Mobil Mas Galvin tidak menuju ke bandara, ini adalah Jalan Paris ll. Curiga, apa yang Mas Galvin lakukan disana. Hingga kulihat mobil nya berhenti tepat didepan sebuah rumah mewah. Suamiku keluar dari mobil dengan wajah sumringah dan bahagia.
"Itu rumah siapa?" gumamku, perasaan ku ketar-ketir dengan kecurigaan.
Tidak lama kemudian Mas Galvin keluar bersama seorang wanita yang sedang menggendong bayi. Tampak Mas Galvin begitu perhatian dengan wanita tersebut. Wanita yang kulihat di mall bersama nya kemarin.
"Mas," kali ini, aku tak mampu menahan air mata yang sudah menumpuk di kelopak mataku.

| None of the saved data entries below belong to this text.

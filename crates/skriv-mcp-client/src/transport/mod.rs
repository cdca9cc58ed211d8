// Copyright (c) 2024-2026 Martin Schröder <info@swedishembedded.com>
//
// SPDX-License-Identifier: Apache-2.0
pub mod sse;
pub mod stdio;

use async_trait::async_trait;
use tokio::sync::{mpsc, oneshot};

use crate::client::McpError;

/// One direction of a connected transport: write frames out.  Incoming
/// frames arrive on the channel returned at connect time; the channel
/// closing means the connection is gone.
#[async_trait]
pub trait Transport: Send + Sync {
    async fn send(&self, frame: String) -> Result<(), McpError>;
    /// Tear the connection down.  Idempotent.
    async fn close(&self);
}

/// Everything a freshly-connected transport hands to the client.
pub struct TransportParts {
    pub transport: Box<dyn Transport>,
    /// Incoming JSON-RPC frames, one per message
    pub incoming: mpsc::Receiver<String>,
    /// Signalled by the reader once it is attached and consuming.  The
    /// client MUST await this before issuing `initialize`, closing the race
    /// where the response arrives before anyone is listening.
    pub ready: oneshot::Receiver<()>,
}
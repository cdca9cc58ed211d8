// Copyright (c) 2024-2026 Martin Schröder <info@swedishembedded.com>
//
// SPDX-License-Identifier: Apache-2.0
pub mod mock;
pub mod provider;
pub mod retry;
pub mod types;

pub use mock::{MockProvider, ScriptedProvider};
pub use provider::ModelProvider;
pub use retry::retry_with_backoff;
pub use types::{
    ChatMessage, ChatRequest, ChatResponse, FunctionCall, Role, ToolSchema,
};
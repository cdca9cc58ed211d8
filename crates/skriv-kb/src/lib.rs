// Copyright (c) 2024-2026 Martin Schröder <info@swedishembedded.com>
//
// SPDX-License-Identifier: Apache-2.0
pub mod descriptor;
pub mod git;
pub mod indexer;
pub mod lock;
pub mod notes;
pub mod tracker;

pub use descriptor::{KbDescriptor, KbRegistry};
pub use git::GitSync;
pub use indexer::KbIndexer;
pub use lock::{KbGuard, KbLockManager, LockError};
pub use notes::{note_relative_path, parse_metadata_block, slugify, NoteMetadata};
pub use tracker::{ProcessingRecord, ProcessingStatus, ProcessingTracker, TrackerError};
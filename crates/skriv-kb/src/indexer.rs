// Copyright (c) 2024-2026 Martin Schröder <info@swedishembedded.com>
//
// SPDX-License-Identifier: Apache-2.0
use std::collections::HashSet;
use std::path::Path;
use std::sync::Arc;
use std::time::Duration;

use tokio::sync::mpsc;
use tracing::{debug, warn};
use walkdir::WalkDir;

use skriv_events::{EventBus, Topic};

use crate::descriptor::KbRegistry;
use crate::lock::KbLockManager;

/// Rebuilds `index.md` for KBs whose working tree changed.
///
/// Subscribes to the file/folder change topics and coalesces bursts of
/// events (one agent task touching many files) into a single rebuild per
/// KB.  Runs as the `indexer` background task; the hosting task owns
/// cancellation, `run` simply loops until the event channel closes.
pub struct KbIndexer {
    registry: Arc<KbRegistry>,
    locks: Arc<KbLockManager>,
    rx: mpsc::UnboundedReceiver<(i64, String)>,
    debounce: Duration,
    _subs: Vec<skriv_events::Subscription>,
}

impl KbIndexer {
    pub fn new(bus: &EventBus, registry: Arc<KbRegistry>, locks: Arc<KbLockManager>) -> Self {
        let (tx, rx) = mpsc::unbounded_channel();
        let mut subs = Vec::new();
        for topic in [
            Topic::FileCreated,
            Topic::FileModified,
            Topic::FileDeleted,
            Topic::FolderCreated,
            Topic::FolderDeleted,
            Topic::FolderMoved,
        ] {
            let tx = tx.clone();
            subs.push(bus.subscribe(topic, move |ev| {
                if let skriv_events::Event::KbChanged { user_id, kb_id, .. } = ev {
                    let _ = tx.send((*user_id, kb_id.clone()));
                }
            }));
        }
        Self {
            registry,
            locks,
            rx,
            debounce: Duration::from_millis(500),
            _subs: subs,
        }
    }

    pub fn with_debounce(mut self, debounce: Duration) -> Self {
        self.debounce = debounce;
        self
    }

    /// Drain change signals and rebuild indexes until the channel closes.
    pub async fn run(mut self) {
        while let Some(first) = self.rx.recv().await {
            tokio::time::sleep(self.debounce).await;
            let mut dirty: HashSet<(i64, String)> = HashSet::new();
            dirty.insert(first);
            while let Ok(more) = self.rx.try_recv() {
                dirty.insert(more);
            }
            for (user_id, kb_id) in dirty {
                if let Err(e) = self.rebuild(user_id, &kb_id).await {
                    warn!(kb_id, error = %e, "index rebuild failed");
                }
            }
        }
    }

    async fn rebuild(&self, user_id: i64, kb_id: &str) -> anyhow::Result<()> {
        let Some(desc) = self.registry.get(user_id).filter(|d| d.kb_id == kb_id) else {
            debug!(kb_id, "KB no longer attached; skipping index rebuild");
            return Ok(());
        };
        let _guard = self
            .locks
            .lock(kb_id, &desc.root_path, "index rebuild")
            .await?;
        let index = render_index(&desc.topics_dir());
        tokio::fs::write(desc.root_path.join("index.md"), index).await?;
        debug!(kb_id, "index.md rebuilt");
        Ok(())
    }
}

/// Render the topic tree as markdown: one section per category, nested
/// bullet lists of notes with their first-heading titles.
pub fn render_index(topics_dir: &Path) -> String {
    let mut out = String::from("# Index\n");

    let mut notes: Vec<(String, String, String)> = Vec::new();
    for entry in WalkDir::new(topics_dir)
        .min_depth(1)
        .sort_by_file_name()
        .into_iter()
        .filter_map(Result::ok)
    {
        if !entry.file_type().is_file()
            || entry.path().extension().map(|e| e != "md").unwrap_or(true)
        {
            continue;
        }
        let rel = match entry.path().strip_prefix(topics_dir) {
            Ok(r) => r,
            Err(_) => continue,
        };
        let category = rel
            .components()
            .next()
            .map(|c| c.as_os_str().to_string_lossy().into_owned())
            .unwrap_or_else(|| "misc".into());
        let title = note_title(entry.path()).unwrap_or_else(|| {
            entry
                .path()
                .file_stem()
                .map(|s| s.to_string_lossy().into_owned())
                .unwrap_or_default()
        });
        notes.push((category, title, format!("topics/{}", rel.display())));
    }

    let mut current_category = String::new();
    for (category, title, path) in notes {
        if category != current_category {
            out.push_str(&format!("\n## {category}\n\n"));
            current_category = category;
        }
        out.push_str(&format!("- [{title}]({path})\n"));
    }
    out
}

fn note_title(path: &Path) -> Option<String> {
    let text = std::fs::read_to_string(path).ok()?;
    text.lines()
        .find_map(|l| l.strip_prefix("# "))
        .map(|t| t.trim().to_string())
}

// ─── Unit tests ──────────────────────────────────────────────────────────────

#[cfg(test)]
mod tests {
    use std::time::Duration;

    use skriv_events::{Event, KbChange, KbChangeKind};

    use super::*;

    #[test]
    fn render_groups_by_category() {
        let dir = tempfile::tempdir().unwrap();
        let topics = dir.path().join("topics");
        std::fs::create_dir_all(topics.join("ai/nlp")).unwrap();
        std::fs::create_dir_all(topics.join("rust")).unwrap();
        std::fs::write(
            topics.join("ai/nlp/2026-01-01-attn.md"),
            "# Attention\n\nbody",
        )
        .unwrap();
        std::fs::write(topics.join("rust/2026-01-02-borrow.md"), "# Borrowing\n").unwrap();

        let index = render_index(&topics);
        assert!(index.contains("## ai"));
        assert!(index.contains("## rust"));
        assert!(index.contains("[Attention](topics/ai/nlp/2026-01-01-attn.md)"));
        assert!(index.contains("[Borrowing](topics/rust/2026-01-02-borrow.md)"));
    }

    #[test]
    fn render_untitled_note_uses_file_stem() {
        let dir = tempfile::tempdir().unwrap();
        let topics = dir.path().join("topics");
        std::fs::create_dir_all(topics.join("misc")).unwrap();
        std::fs::write(topics.join("misc/2026-01-01-raw.md"), "no heading here").unwrap();
        let index = render_index(&topics);
        assert!(index.contains("[2026-01-01-raw]"));
    }

    #[tokio::test]
    async fn events_trigger_index_rebuild() {
        let dir = tempfile::tempdir().unwrap();
        let bus = Arc::new(EventBus::new());
        let registry = Arc::new(KbRegistry::new(dir.path(), false));
        let desc = registry.get_or_create(1).unwrap();
        std::fs::write(desc.topics_dir().join("note.md"), "# First Note\n").unwrap();

        let locks = Arc::new(KbLockManager::new(Duration::from_secs(1)));
        let indexer = KbIndexer::new(&bus, Arc::clone(&registry), locks)
            .with_debounce(Duration::from_millis(10));
        let handle = tokio::spawn(indexer.run());

        bus.publish(&Event::KbChanged {
            user_id: 1,
            kb_id: desc.kb_id.clone(),
            change: KbChange::new(KbChangeKind::FileCreated, "topics/note.md"),
            source: "test".into(),
        });

        let index_path = desc.root_path.join("index.md");
        let mut waited = Duration::ZERO;
        while !index_path.exists() && waited < Duration::from_secs(2) {
            tokio::time::sleep(Duration::from_millis(20)).await;
            waited += Duration::from_millis(20);
        }
        handle.abort();
        let index = std::fs::read_to_string(&index_path).unwrap();
        assert!(index.contains("First Note"));
    }
}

Mereka terlihat berbincang-bincang didepan mobil dengan mesra seperti yang pernah Mas Galvin dan aku lakukan.
Deg
Hatiku teriris sakit ketika Mas Galvin mengecup singkat kening wanita tersebut. Benteng pertahanan ku runtuh, bangunan yang aku bangun dengan susah payah bersama Mas Galvin hancur dan rata bersama tanah. Benih-benih cinta yang tumbuh memekar, seketika layu bersama ciuman hangat yang ia berikan pada wanita lain, didepan mataku.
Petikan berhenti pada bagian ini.